My new toy poodle, Seven, is just as smart as I was hoping and expecting; even though she is a bit of a mutt poodle with no pedigree and a white paw and chest, she is definitely a poodle and just fine with me. I live in an apartment in a third-floor walkup in Cambodia, so there is no way we are going outside to pee! Seven picked up on the pee-pads in about three rather stressful days (for me, because I had to watch her all the time). It was never a matter of punishing her or even rewarding her, but at 8 weeks she at first seemed to have no clue what to do, then miraculously caught on, and then would occasionally forget. At about 15 weeks now, she just matter-of-factly goes to a pad and looks sort of bemused if I reward her for it. She doesn't seem to think of it as a reward-worthy kind of activity. She is sort of like my two cats that way. 

She seems to have a sort of funny mental dichotomy between concepts of work and play. For "commands", I just reward her with puppy kibble; she is such a small dog that she will explode if she eats too much, and I figured that she might as well work for food. She thinks this is fine. (Of course she gets sprinkles of food all day, as well as some treats, and all the cat food she can steal, so she is in no danger of starving.) Over the first week or so, she learned to sit, stay, down and come. (She was only 8 weeks old when I got her.) She absolutely LOVES training time, and will even stop chasing cats to work for kibble! (She actually comes away from chasing a cat when I say "come"!) I am phasing out some of the food now that she knows what things mean, but she still gets something every three commands or so. 

We play with toys also, but in her mind it is a totally different ballgame (ha ha) ... if we have been working on commands and I introduce a toy, she looks at it like it is from Mars. I tried to get her to understand that "toy" meant a toy, but although she could sit stay down come etc., she looked at ME like I was from Mars when the toy was presented. If we do happen to be playing with a toy, she will drop the toy and come and do the commands, but it is obvious that she is switching gears mentally. She is kind of an Academic type, I guess. 

After much playing with toys and then on other occasions letting her get bored and going, "Toy, get toy, bring toy!!!" she has finally started bringing me a toy (she will bring any of her toys), after which we play tug and when I eventually get it from her (she loses her grip), I throw it and she brings it back for more tug. I really wanted her to fetch, so I have encouraged her to bring things back by playing tug when she brings something. She runs and gets the toy, sometimes does poodle-run around the room, then hurls herself at me with toy in mouth. (Good thing she isn't bigger...) Still, in her mind, this is a completely different activity, much less Serious, than Working for Treats. 

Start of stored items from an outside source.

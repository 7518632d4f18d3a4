use sea_orm_migration::{prelude::*, schema::*};

use super::m20260301_000002_create_unit_table::Unit;

#[derive(DeriveMigrationName)]
pub struct Migration;

#[async_trait::async_trait]
impl MigrationTrait for Migration {
    async fn up(&self, manager: &SchemaManager) -> Result<(), DbErr> {
        manager
            .create_table(
                Table::create()
                    .table(Lesson::Table)
                    .if_not_exists()
                    .col(pk_auto(Lesson::Id))
                    .col(integer_null(Lesson::UnitId))
                    .col(string_len(Lesson::Title, 200))
                    .col(text_null(Lesson::Description))
                    .col(json(Lesson::ContentJson))
                    .col(string_len(Lesson::Difficulty, 20))
                    .col(integer(Lesson::OrderIndex))
                    .col(integer(Lesson::XpReward).default(50))
                    .col(integer_null(Lesson::EstimatedTime))
                    .col(json_null(Lesson::LearningObjectives))
                    .col(json_null(Lesson::Prerequisites))
                    .col(json_null(Lesson::VedicSutras))
                    .col(string_len_null(Lesson::ThumbnailImage, 500))
                    .col(timestamp_with_time_zone(Lesson::CreatedAt).default(Expr::current_timestamp()))
                    .col(timestamp_with_time_zone(Lesson::UpdatedAt).default(Expr::current_timestamp()))
                    .col(boolean(Lesson::IsPublished).default(true))
                    .foreign_key(
                        ForeignKey::create()
                            .name("fk_lesson_unit_id")
                            .from(Lesson::Table, Lesson::UnitId)
                            .to(Unit::Table, Unit::Id)
                            .on_delete(ForeignKeyAction::SetNull)
                            .on_update(ForeignKeyAction::Cascade),
                    )
                    .to_owned(),
            )
            .await
    }

    async fn down(&self, manager: &SchemaManager) -> Result<(), DbErr> {
        manager
            .drop_table(Table::drop().table(Lesson::Table).to_owned())
            .await
    }
}

#[derive(DeriveIden)]
pub enum Lesson {
    Table,
    Id,
    UnitId,
    Title,
    Description,
    ContentJson,
    Difficulty,
    OrderIndex,
    XpReward,
    EstimatedTime,
    LearningObjectives,
    Prerequisites,
    VedicSutras,
    ThumbnailImage,
    CreatedAt,
    UpdatedAt,
    IsPublished,
}
use chrono::{DateTime, Utc};
use entity::sea_orm_active_enums::UserRole;
use sea_orm::DatabaseConnection;

use crate::server::{
    data::{
        challenge::ChallengeRepository, exercise::ExerciseRepository, lesson::LessonRepository,
        user::UserRepository,
    },
    error::AppError,
    model::{stats::PlatformStats, user::User},
};

pub struct AdminService<'a> {
    db: &'a DatabaseConnection,
}

impl<'a> AdminService<'a> {
    pub fn new(db: &'a DatabaseConnection) -> Self {
        Self { db }
    }

    pub async fn list_users(&self) -> Result<Vec<User>, AppError> {
        Ok(UserRepository::new(self.db).get_all().await?)
    }

    pub async fn user_profile(&self, user_id: i32) -> Result<User, AppError> {
        UserRepository::new(self.db)
            .find_by_id(user_id)
            .await?
            .ok_or_else(|| AppError::NotFound("User not found".to_string()))
    }

    /// Activates a deactivated account or deactivates an active one.
    ///
    /// # Returns
    /// - `Ok(User)` - Target account with its new status
    /// - `Err(AppError::NotFound)` - No such user
    /// - `Err(AppError::BadRequest)` - Admin targeted their own account
    pub async fn toggle_status(&self, actor_id: i32, target_id: i32) -> Result<User, AppError> {
        let repo = UserRepository::new(self.db);

        let Some(target) = repo.find_by_id(target_id).await? else {
            return Err(AppError::NotFound("User not found".to_string()));
        };
        if target.id == actor_id {
            return Err(AppError::BadRequest(
                "Cannot deactivate your own account".to_string(),
            ));
        }

        let user = repo
            .set_active(target.id, !target.is_active)
            .await?
            .ok_or_else(|| AppError::NotFound("User not found".to_string()))?;

        tracing::info!(
            "Admin {} set user {} active={}",
            actor_id,
            user.id,
            user.is_active
        );

        Ok(user)
    }

    /// Sets the role of another account from its wire name.
    ///
    /// The role name is checked before the target is looked up.
    pub async fn change_role(
        &self,
        actor_id: i32,
        target_id: i32,
        role: Option<&str>,
    ) -> Result<User, AppError> {
        let Some(role) = role.and_then(UserRole::parse) else {
            return Err(AppError::BadRequest("Invalid role".to_string()));
        };

        let repo = UserRepository::new(self.db);
        if repo.find_by_id(target_id).await?.is_none() {
            return Err(AppError::NotFound("User not found".to_string()));
        }
        if target_id == actor_id {
            return Err(AppError::BadRequest(
                "Cannot change your own role".to_string(),
            ));
        }

        let user = repo
            .set_role(target_id, role)
            .await?
            .ok_or_else(|| AppError::NotFound("User not found".to_string()))?;

        tracing::info!(
            "Admin {} changed role of user {} to {}",
            actor_id,
            user.id,
            role.as_str()
        );

        Ok(user)
    }

    /// Dashboard totals. A user counts as active today when they logged in since
    /// midnight UTC of `now`.
    pub async fn platform_stats(&self, now: DateTime<Utc>) -> Result<PlatformStats, AppError> {
        let user_repo = UserRepository::new(self.db);
        let midnight = now
            .date_naive()
            .and_hms_opt(0, 0, 0)
            .map(|t| t.and_utc())
            .unwrap_or(now);

        Ok(PlatformStats {
            total_users: user_repo.count().await?,
            total_lessons: LessonRepository::new(self.db).count().await?,
            total_questions: ExerciseRepository::new(self.db).count().await?,
            total_challenges: ChallengeRepository::new(self.db).count().await?,
            active_users_today: user_repo.count_logged_in_since(midnight).await?,
        })
    }
}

When she fetches, we just play tug when she gets back with the toy. I have not even tried yet to get her to drop or give me the toy, because I don't want to mess it up. When she does something outrageously horrible like chew the bookcase or try to eat cat-poo (or snap at my legs when I'm walking), I scream bloody murder, and she gets it, and then we change the subject. But I don't want to even get into that kind of thing with something fun like fetch. She learns something new every day in terms of tricks and commands, but "toy" seems to be in a completely different category for her. I have seen advice from people, saying to offer the dog food in exchange for the toy, but this just makes her go cross-eyed. She either wants to play or work for treats, and play (like peeing on the pee-pad) has nothing to do with treats. 

So here (at last!) is my question... what is your advice for gently transitioning her into actually giving me the toy so I can throw it again? I want to keep it fun for Seven, who is a willing little soul... but I can also see that she could easily become stubborn, and I would like to avoid any and all battles of will! I think maybe that offering another toy for a toy might work, but what command to use, how and when to introduce it? 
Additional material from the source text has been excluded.